The Quarry Tiled Floor pictured below was located in a wood on the outskirts of the pretty coastal village of Levington, just East of Ipswich. The client had recently purchased this old Gamekeepers cottage and they were looking to redecorate and refurbish the property including the floors.
The floors in the house were all very dirty and the new owners wanted them cleaned in time for Christmas. I visited site and conducted a demonstration on a small section of Quarry tiles which covered the whole of the ground floor. The demonstration went well, and the client was very pleased to see the kind of result they could expect. We agreed a price for the work and arranged a suitable time to return.
Cleaning a Quarry Tiled Floor
I knew from the age of the cottage it very unlikely to have a damp-proof membrane present under the floor so I had to consider damp and efflorescence issues could become factors during cleaning. Efflorescence occurs when salts trapped in water from the ground rise through the porous Quarry tiles and are left on the surface of the tile as white deposits when the moisture evaporates.
Before starting with the cleaning process, we set about taping up the wooden skirting and doorways to protect them. Then because of the lack of a DPM I decided to clean the floor with Tile Doctor Acid Gel which would require less water and counter any alkaline salts trapped in the floor. It was applied to the floor and then worked in using a rotary machine fitted with a scrubbing pad. The grout was then scrubbed by hand using a wire brush and the resultant slurry vacuumed using our wet vacuum.

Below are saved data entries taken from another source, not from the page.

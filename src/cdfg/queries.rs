//! Orders, predecessors and dominance over the blocks of a graph.
//!
//! Results are computed on first use and cached, so a [`ControlFlowQueries`] can be shared
//! between threads and asked repeatedly.
//!
//! Graphs with exception handlers have several roots. Each root dominates only itself and the
//! blocks reached through it alone; a block reached from more than one root has no dominator
//! but itself. Blocks no root reaches are treated as roots of their own.

use std::{
    collections::{BTreeSet, HashSet},
    sync::OnceLock,
};

use crate::cdfg::graph::{BlockId, ControlAndDataFlowGraph};

/// Lazily computed control flow facts of one graph.
#[derive(Debug)]
pub struct ControlFlowQueries<'g> {
    graph: &'g ControlAndDataFlowGraph,
    orders: OnceLock<(Vec<BlockId>, Vec<BlockId>)>,
    predecessors: OnceLock<Vec<Vec<BlockId>>>,
    dominators: OnceLock<Vec<BlockId>>,
    frontiers: OnceLock<Vec<BTreeSet<BlockId>>>,
}

impl<'g> ControlFlowQueries<'g> {
    /// Queries over `graph`
    #[must_use]
    pub fn new(graph: &'g ControlAndDataFlowGraph) -> Self {
        ControlFlowQueries {
            graph,
            orders: OnceLock::new(),
            predecessors: OnceLock::new(),
            dominators: OnceLock::new(),
            frontiers: OnceLock::new(),
        }
    }

    /// The graph the queries run over
    #[must_use]
    pub fn graph(&self) -> &'g ControlAndDataFlowGraph {
        self.graph
    }

    /// Depth first pre-order from the roots, then from the blocks not yet visited by offset.
    /// Successors are visited in edge order.
    #[must_use]
    pub fn pre_order(&self) -> &[BlockId] {
        &self.orders().0
    }

    /// Depth first post-order matching [`ControlFlowQueries::pre_order`]
    #[must_use]
    pub fn post_order(&self) -> &[BlockId] {
        &self.orders().1
    }

    /// Distinct predecessors of `block`, by block id
    #[must_use]
    pub fn predecessors_of(&self, block: BlockId) -> &[BlockId] {
        self.predecessors()
            .get(block.0)
            .map_or(&[], Vec::as_slice)
    }

    /// The immediate dominator of `block`; the block itself for roots and for blocks entered
    /// from more than one root
    #[must_use]
    pub fn immediate_dominator_of(&self, block: BlockId) -> BlockId {
        self.dominators().get(block.0).copied().unwrap_or(block)
    }

    /// True if every path from a root to `block` passes through `dominator`. A block
    /// dominates itself.
    #[must_use]
    pub fn dominates(&self, dominator: BlockId, block: BlockId) -> bool {
        let mut current = block;
        loop {
            if current == dominator {
                return true;
            }
            let idom = self.immediate_dominator_of(current);
            if idom == current {
                return false;
            }
            current = idom;
        }
    }

    /// Blocks where the dominance of `block` ends: successors of dominated blocks that
    /// `block` does not strictly dominate
    #[must_use]
    pub fn dominance_frontier_of(&self, block: BlockId) -> Vec<BlockId> {
        self.frontiers()
            .get(block.0)
            .map(|frontier| frontier.iter().copied().collect())
            .unwrap_or_default()
    }

    fn orders(&self) -> &(Vec<BlockId>, Vec<BlockId>) {
        self.orders.get_or_init(|| {
            let count = self.graph.all_blocks.len();
            let mut pre = Vec::with_capacity(count);
            let mut post = Vec::with_capacity(count);
            let mut visited = vec![false; count];

            for start in self.starts() {
                if visited[start.0] {
                    continue;
                }
                visited[start.0] = true;
                pre.push(start);
                let mut stack = vec![(start, 0usize)];
                while let Some((block, next)) = stack.last_mut() {
                    let successors = self.graph.successors_of(*block);
                    if let Some(successor) = successors.get(*next) {
                        *next += 1;
                        if !visited[successor.0] {
                            visited[successor.0] = true;
                            pre.push(*successor);
                            stack.push((*successor, 0));
                        }
                    } else {
                        post.push(*block);
                        stack.pop();
                    }
                }
            }
            (pre, post)
        })
    }

    /// The roots followed by every block in offset order
    fn starts(&self) -> impl Iterator<Item = BlockId> + '_ {
        self.graph
            .root_blocks
            .iter()
            .copied()
            .chain((0..self.graph.all_blocks.len()).map(BlockId))
    }

    fn predecessors(&self) -> &Vec<Vec<BlockId>> {
        self.predecessors.get_or_init(|| {
            let mut predecessors = vec![Vec::new(); self.graph.all_blocks.len()];
            for (id, _) in self.graph.blocks() {
                for successor in self.graph.successors_of(id) {
                    let list: &mut Vec<BlockId> = &mut predecessors[successor.0];
                    if !list.contains(&id) {
                        list.push(id);
                    }
                }
            }
            for list in &mut predecessors {
                list.sort_unstable();
            }
            predecessors
        })
    }

    /// Cooper, Harvey and Kennedy's iterative algorithm over reverse post-order, generalized
    /// to several roots
    fn dominators(&self) -> &Vec<BlockId> {
        self.dominators.get_or_init(|| {
            let count = self.graph.all_blocks.len();
            let post = self.post_order();
            let mut rank = vec![0usize; count];
            for (position, block) in post.iter().enumerate() {
                rank[block.0] = position;
            }

            let mut roots: HashSet<BlockId> = self.graph.root_blocks.iter().copied().collect();
            let mut seen = vec![false; count];
            for root in &self.graph.root_blocks {
                Self::mark_reachable(self.graph, *root, &mut seen);
            }
            for block in (0..count).map(BlockId) {
                if !seen[block.0] {
                    roots.insert(block);
                    Self::mark_reachable(self.graph, block, &mut seen);
                }
            }

            let mut idom: Vec<Option<BlockId>> = vec![None; count];
            for root in &roots {
                idom[root.0] = Some(*root);
            }

            let mut changed = true;
            while changed {
                changed = false;
                for block in post.iter().rev() {
                    if roots.contains(block) {
                        continue;
                    }
                    let mut candidate: Option<BlockId> = None;
                    for predecessor in self.predecessors_of(*block) {
                        if idom[predecessor.0].is_none() {
                            continue;
                        }
                        candidate = Some(match candidate {
                            None => *predecessor,
                            Some(current) => {
                                intersect(&idom, &rank, *predecessor, current).unwrap_or(*block)
                            }
                        });
                        if candidate == Some(*block) {
                            break;
                        }
                    }
                    if candidate.is_some() && idom[block.0] != candidate {
                        idom[block.0] = candidate;
                        changed = true;
                    }
                }
            }

            idom.iter()
                .enumerate()
                .map(|(index, dominator)| dominator.unwrap_or(BlockId(index)))
                .collect()
        })
    }

    /// Mark everything reachable from `block`, `block` included
    fn mark_reachable(graph: &ControlAndDataFlowGraph, block: BlockId, seen: &mut [bool]) {
        if seen[block.0] {
            return;
        }
        let mut stack = vec![block];
        seen[block.0] = true;
        while let Some(current) = stack.pop() {
            for successor in graph.successors_of(current) {
                if !seen[successor.0] {
                    seen[successor.0] = true;
                    stack.push(*successor);
                }
            }
        }
    }

    fn frontiers(&self) -> &Vec<BTreeSet<BlockId>> {
        self.frontiers.get_or_init(|| {
            let mut frontiers = vec![BTreeSet::new(); self.graph.all_blocks.len()];
            for (block, _) in self.graph.blocks() {
                let predecessors = self.predecessors_of(block);
                let idom = self.immediate_dominator_of(block);
                // A root is also entered from outside the method
                let joins = predecessors.len() >= 2 || (idom == block && !predecessors.is_empty());
                if !joins {
                    continue;
                }
                for predecessor in predecessors {
                    let mut runner = *predecessor;
                    while runner != idom || idom == block {
                        frontiers[runner.0].insert(block);
                        let next = self.immediate_dominator_of(runner);
                        if next == runner {
                            break;
                        }
                        runner = next;
                    }
                }
            }
            frontiers
        })
    }
}

/// Nearest common dominator of two blocks, `None` if their dominator chains end at
/// different roots
fn intersect(
    idom: &[Option<BlockId>],
    rank: &[usize],
    mut left: BlockId,
    mut right: BlockId,
) -> Option<BlockId> {
    while left != right {
        while rank[left.0] < rank[right.0] {
            let next = idom[left.0]?;
            if next == left {
                return None;
            }
            left = next;
        }
        while rank[right.0] < rank[left.0] {
            let next = idom[right.0]?;
            if next == right {
                return None;
            }
            right = next;
        }
    }
    Some(left)
}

Once I was satisfied the floor was as clean as possible the floor was rinsed with warm water using the least amount of water possible. This removed any trace of cleaning product and the floor then dried using the wet vacuum and microfibre cloths. The floor was then inspected, and any stubborn areas were spot treated before leaving the floor to dry off fully overnight.
Sealing a Quarry Tiled Floor
The following morning, I conducted a damp test with a moisture meter to ensure the floor was dry enough to take a sealer. Sure enough, due to the cleaning method used, the floor was dry, and I was able to move on to applying the sealer which for this floor I used Tile Doctor Seal & Go Extra.
I selected Seal & Go Extra as it has a special acrylic-based formula which allows moisture vapour transmission making it partially breathable and well suited for floors without a damp-proof membrane. This is important as to use non-breathable sealer can result in damp building up in the tiles and under the floor where it can cause damage and spread out to the walls resulting in rising damp. Six coats of sealer were applied to the Quarry tiles to ensure the floor was fully sealed and this left a nice low sheen finish.
The clients were extremely happy with the result, as you can see from the the pictures the floor looked in much better condition.
For aftercare I recommended the use of the Tile Doctor Neutral Tile Cleaner to keep the floor in the best condition and make maintenance easy for them. This would ensure the newly applied seal stayed put.